Stored data entries:

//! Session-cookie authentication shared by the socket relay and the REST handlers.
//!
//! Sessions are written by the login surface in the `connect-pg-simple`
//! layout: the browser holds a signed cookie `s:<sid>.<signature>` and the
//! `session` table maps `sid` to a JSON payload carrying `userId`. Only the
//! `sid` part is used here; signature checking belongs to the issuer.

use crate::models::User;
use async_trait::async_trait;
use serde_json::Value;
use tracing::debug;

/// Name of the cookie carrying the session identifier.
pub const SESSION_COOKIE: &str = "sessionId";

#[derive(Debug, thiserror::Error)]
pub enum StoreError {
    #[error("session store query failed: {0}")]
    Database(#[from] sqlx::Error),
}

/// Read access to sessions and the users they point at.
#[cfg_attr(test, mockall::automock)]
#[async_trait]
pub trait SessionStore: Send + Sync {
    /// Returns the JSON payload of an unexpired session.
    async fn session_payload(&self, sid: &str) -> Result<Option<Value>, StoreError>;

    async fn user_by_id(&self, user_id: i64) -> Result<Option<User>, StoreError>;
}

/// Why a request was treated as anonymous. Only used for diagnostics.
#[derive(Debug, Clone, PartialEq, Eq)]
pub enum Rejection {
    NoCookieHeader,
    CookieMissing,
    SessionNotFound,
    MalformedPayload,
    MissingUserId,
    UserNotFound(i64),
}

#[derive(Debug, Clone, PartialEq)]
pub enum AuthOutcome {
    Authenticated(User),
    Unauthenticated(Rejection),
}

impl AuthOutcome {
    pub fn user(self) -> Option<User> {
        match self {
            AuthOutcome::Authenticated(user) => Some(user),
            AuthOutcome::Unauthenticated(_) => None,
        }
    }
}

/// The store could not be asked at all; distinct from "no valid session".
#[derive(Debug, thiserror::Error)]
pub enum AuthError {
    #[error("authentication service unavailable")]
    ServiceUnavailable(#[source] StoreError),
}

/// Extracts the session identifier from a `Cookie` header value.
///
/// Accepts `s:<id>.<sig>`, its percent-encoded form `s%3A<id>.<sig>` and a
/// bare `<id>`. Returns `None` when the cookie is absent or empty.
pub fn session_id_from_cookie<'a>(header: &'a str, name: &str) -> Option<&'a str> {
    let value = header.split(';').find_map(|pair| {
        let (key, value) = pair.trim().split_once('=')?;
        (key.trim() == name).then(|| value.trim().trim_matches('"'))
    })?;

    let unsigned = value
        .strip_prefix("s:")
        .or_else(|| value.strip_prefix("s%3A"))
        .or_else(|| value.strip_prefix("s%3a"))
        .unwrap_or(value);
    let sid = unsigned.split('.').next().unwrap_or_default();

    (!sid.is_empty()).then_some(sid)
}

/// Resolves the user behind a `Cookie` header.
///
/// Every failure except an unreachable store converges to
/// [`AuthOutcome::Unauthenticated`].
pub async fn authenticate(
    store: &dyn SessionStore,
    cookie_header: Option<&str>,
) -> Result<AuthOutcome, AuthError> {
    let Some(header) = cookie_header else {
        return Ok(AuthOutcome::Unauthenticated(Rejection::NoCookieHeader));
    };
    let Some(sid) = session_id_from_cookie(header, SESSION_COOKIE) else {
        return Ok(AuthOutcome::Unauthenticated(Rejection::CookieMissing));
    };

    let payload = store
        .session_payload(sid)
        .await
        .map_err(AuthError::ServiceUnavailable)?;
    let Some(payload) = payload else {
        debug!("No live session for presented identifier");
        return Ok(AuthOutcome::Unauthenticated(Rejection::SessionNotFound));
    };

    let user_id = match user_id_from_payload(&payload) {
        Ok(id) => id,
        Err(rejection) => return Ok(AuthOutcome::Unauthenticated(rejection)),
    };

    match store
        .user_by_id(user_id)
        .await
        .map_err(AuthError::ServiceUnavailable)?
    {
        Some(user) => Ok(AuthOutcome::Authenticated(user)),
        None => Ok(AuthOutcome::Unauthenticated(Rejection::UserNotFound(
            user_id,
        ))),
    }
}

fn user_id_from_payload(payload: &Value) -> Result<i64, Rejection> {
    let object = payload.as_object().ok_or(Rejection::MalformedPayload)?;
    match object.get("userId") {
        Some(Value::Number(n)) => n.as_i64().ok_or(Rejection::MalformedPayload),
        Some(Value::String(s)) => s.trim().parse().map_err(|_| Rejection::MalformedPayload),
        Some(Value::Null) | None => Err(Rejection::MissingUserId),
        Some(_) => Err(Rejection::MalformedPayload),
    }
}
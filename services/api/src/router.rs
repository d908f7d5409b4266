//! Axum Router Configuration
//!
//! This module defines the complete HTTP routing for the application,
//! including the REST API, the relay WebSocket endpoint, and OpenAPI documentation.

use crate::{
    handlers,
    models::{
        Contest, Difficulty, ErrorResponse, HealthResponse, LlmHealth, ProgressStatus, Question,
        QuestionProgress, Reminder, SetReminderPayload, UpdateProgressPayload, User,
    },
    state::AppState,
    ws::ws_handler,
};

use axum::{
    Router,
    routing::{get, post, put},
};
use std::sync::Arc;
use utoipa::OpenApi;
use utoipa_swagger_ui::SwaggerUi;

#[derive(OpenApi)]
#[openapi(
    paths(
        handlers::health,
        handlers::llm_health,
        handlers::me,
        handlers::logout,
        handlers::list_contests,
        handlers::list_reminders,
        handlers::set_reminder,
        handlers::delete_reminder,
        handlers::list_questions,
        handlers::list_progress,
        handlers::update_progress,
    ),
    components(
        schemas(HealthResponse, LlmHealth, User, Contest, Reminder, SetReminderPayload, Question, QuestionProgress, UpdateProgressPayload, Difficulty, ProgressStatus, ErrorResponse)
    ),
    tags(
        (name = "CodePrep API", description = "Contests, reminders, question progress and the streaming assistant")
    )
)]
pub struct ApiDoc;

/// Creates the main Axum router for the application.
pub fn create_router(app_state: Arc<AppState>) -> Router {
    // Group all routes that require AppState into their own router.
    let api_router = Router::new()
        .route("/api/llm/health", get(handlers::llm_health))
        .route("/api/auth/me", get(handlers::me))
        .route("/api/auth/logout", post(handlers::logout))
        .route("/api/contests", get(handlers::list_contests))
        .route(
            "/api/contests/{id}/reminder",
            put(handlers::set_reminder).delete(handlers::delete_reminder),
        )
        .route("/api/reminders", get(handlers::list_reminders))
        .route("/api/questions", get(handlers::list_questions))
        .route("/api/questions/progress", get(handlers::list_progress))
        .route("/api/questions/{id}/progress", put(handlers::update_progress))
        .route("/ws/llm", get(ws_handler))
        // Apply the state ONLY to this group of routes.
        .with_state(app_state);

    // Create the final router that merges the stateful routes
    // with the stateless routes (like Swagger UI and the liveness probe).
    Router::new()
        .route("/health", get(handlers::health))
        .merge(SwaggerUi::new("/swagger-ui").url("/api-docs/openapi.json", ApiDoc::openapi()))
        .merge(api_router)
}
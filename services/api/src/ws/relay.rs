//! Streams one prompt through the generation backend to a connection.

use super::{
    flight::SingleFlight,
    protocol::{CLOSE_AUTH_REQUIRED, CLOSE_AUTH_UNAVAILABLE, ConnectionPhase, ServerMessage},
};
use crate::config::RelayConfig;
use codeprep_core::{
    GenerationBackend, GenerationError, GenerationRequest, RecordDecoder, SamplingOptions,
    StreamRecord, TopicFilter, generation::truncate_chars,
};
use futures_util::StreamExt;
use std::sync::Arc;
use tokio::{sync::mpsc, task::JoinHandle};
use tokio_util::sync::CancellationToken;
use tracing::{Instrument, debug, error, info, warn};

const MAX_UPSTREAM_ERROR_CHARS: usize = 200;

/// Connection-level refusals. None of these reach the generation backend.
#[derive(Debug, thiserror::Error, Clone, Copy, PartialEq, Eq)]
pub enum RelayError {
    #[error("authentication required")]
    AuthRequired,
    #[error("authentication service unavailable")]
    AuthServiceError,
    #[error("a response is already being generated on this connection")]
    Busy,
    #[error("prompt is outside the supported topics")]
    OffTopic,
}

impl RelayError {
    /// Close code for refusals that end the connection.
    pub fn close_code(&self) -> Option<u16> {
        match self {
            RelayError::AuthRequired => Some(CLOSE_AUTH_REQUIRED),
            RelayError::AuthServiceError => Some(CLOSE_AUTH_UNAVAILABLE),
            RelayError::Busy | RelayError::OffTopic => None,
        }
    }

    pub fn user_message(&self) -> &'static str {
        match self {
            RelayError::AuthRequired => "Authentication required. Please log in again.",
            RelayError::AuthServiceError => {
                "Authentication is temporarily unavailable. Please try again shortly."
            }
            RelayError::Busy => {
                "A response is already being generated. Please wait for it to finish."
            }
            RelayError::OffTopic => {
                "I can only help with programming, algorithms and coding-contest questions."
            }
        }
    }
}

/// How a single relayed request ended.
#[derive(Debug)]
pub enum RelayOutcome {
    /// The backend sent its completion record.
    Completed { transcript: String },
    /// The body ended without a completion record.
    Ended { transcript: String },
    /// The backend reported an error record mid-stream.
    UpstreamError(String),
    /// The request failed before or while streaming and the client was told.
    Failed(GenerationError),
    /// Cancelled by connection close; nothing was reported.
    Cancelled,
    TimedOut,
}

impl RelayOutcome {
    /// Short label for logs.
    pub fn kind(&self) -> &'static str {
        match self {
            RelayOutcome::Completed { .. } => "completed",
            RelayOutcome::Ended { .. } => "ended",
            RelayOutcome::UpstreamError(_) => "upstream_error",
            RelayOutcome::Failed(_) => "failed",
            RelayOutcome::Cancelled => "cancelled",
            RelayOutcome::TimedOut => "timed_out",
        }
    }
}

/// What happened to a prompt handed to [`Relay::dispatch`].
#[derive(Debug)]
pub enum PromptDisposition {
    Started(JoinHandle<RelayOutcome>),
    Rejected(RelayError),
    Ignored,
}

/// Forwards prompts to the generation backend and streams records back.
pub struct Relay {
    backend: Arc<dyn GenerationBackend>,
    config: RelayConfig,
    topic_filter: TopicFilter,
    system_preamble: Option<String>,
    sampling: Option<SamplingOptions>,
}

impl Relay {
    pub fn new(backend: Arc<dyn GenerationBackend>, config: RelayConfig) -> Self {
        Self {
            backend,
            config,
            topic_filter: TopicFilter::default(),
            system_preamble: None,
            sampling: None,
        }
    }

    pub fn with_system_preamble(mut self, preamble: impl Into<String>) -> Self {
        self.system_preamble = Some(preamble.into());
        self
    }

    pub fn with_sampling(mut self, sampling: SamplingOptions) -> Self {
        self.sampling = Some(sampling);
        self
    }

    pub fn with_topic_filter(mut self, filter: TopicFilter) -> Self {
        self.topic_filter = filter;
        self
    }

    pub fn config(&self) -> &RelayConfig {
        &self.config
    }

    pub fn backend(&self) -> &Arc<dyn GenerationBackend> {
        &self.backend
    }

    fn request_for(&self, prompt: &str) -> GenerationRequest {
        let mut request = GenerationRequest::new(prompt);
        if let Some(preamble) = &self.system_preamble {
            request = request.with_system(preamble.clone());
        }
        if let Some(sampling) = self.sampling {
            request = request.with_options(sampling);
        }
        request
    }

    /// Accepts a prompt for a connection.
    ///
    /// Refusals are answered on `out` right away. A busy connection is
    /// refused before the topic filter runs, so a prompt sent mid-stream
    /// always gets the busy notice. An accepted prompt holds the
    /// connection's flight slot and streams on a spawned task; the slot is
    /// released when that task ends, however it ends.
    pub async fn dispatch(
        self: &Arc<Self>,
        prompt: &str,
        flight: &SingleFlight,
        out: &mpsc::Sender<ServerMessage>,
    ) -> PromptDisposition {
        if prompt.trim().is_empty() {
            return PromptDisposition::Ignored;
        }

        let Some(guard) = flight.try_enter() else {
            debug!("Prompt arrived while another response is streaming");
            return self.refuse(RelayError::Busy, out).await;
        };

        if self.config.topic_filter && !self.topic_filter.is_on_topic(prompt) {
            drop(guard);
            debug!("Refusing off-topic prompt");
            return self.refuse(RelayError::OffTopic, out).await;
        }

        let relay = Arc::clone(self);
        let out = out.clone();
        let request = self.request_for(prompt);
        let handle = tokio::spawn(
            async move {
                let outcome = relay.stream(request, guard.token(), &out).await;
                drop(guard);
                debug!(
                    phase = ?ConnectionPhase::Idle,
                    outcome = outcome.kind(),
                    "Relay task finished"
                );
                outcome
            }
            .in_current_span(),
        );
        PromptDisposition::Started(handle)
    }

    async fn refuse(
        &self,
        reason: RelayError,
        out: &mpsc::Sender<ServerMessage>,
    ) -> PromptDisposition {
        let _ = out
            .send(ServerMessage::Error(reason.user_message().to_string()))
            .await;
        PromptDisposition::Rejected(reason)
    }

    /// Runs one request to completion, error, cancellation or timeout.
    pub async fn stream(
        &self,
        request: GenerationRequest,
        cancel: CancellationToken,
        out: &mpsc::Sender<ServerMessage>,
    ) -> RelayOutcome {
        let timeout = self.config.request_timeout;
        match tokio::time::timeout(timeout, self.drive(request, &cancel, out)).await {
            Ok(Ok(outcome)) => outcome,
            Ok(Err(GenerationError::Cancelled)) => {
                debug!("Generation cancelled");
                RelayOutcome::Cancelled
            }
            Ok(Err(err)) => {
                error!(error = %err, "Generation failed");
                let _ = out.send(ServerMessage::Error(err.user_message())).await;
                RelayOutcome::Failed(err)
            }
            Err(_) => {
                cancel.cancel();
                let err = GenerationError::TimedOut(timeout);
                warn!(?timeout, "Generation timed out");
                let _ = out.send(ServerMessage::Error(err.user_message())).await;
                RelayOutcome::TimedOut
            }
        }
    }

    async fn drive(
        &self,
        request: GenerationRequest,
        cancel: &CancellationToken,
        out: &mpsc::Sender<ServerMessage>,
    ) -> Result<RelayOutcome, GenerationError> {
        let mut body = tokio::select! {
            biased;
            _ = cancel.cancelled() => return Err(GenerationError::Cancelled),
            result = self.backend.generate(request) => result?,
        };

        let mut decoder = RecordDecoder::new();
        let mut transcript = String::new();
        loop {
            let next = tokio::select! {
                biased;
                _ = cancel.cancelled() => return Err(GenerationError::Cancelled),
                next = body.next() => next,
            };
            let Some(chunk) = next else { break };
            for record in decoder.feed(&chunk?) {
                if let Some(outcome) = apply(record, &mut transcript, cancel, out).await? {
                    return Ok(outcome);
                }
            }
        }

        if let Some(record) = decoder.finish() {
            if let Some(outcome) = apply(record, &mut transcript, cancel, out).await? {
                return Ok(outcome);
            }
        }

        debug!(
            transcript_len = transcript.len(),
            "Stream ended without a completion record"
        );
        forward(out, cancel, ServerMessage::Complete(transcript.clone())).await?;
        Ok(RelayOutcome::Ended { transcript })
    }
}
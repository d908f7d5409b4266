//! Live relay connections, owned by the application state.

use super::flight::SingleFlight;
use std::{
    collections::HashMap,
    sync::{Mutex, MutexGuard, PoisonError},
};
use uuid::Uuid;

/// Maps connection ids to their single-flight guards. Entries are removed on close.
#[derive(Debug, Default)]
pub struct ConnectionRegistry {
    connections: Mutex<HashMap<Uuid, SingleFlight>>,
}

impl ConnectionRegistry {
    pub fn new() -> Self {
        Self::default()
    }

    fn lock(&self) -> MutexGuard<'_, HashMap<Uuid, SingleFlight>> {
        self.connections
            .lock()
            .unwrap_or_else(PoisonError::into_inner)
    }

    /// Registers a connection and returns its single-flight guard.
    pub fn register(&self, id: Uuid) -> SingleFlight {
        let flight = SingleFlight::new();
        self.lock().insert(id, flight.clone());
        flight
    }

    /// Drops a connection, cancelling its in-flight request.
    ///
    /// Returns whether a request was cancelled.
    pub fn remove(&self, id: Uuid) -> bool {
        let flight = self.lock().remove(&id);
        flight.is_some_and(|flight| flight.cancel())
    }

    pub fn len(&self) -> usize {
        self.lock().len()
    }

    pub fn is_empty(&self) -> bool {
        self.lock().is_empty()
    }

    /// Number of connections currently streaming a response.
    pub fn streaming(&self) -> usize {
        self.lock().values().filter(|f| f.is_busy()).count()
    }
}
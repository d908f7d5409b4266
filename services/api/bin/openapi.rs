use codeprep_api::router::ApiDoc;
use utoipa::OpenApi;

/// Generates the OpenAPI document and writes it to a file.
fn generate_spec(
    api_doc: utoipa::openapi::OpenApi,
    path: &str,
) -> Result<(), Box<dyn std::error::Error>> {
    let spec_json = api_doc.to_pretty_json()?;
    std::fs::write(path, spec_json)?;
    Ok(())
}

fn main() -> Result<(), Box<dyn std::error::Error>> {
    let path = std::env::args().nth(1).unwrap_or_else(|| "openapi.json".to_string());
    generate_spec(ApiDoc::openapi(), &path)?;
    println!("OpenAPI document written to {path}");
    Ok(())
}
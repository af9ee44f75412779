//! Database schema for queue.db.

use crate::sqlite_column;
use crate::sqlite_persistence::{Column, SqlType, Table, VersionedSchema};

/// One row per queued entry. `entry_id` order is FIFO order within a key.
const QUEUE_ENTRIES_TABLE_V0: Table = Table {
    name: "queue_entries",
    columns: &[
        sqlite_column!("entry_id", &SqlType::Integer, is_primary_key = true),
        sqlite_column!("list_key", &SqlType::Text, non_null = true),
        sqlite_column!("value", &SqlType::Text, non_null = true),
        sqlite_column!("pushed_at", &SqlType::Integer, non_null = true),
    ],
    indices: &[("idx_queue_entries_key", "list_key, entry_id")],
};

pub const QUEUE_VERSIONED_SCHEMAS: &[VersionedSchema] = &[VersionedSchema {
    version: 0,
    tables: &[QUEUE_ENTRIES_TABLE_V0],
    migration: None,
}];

Problem requirements: Your answer should consist of the lines above that hold the word "logout", copied exactly.

Solved exercise:
        handlers::logout,
        .route("/api/auth/logout", post(handlers::logout))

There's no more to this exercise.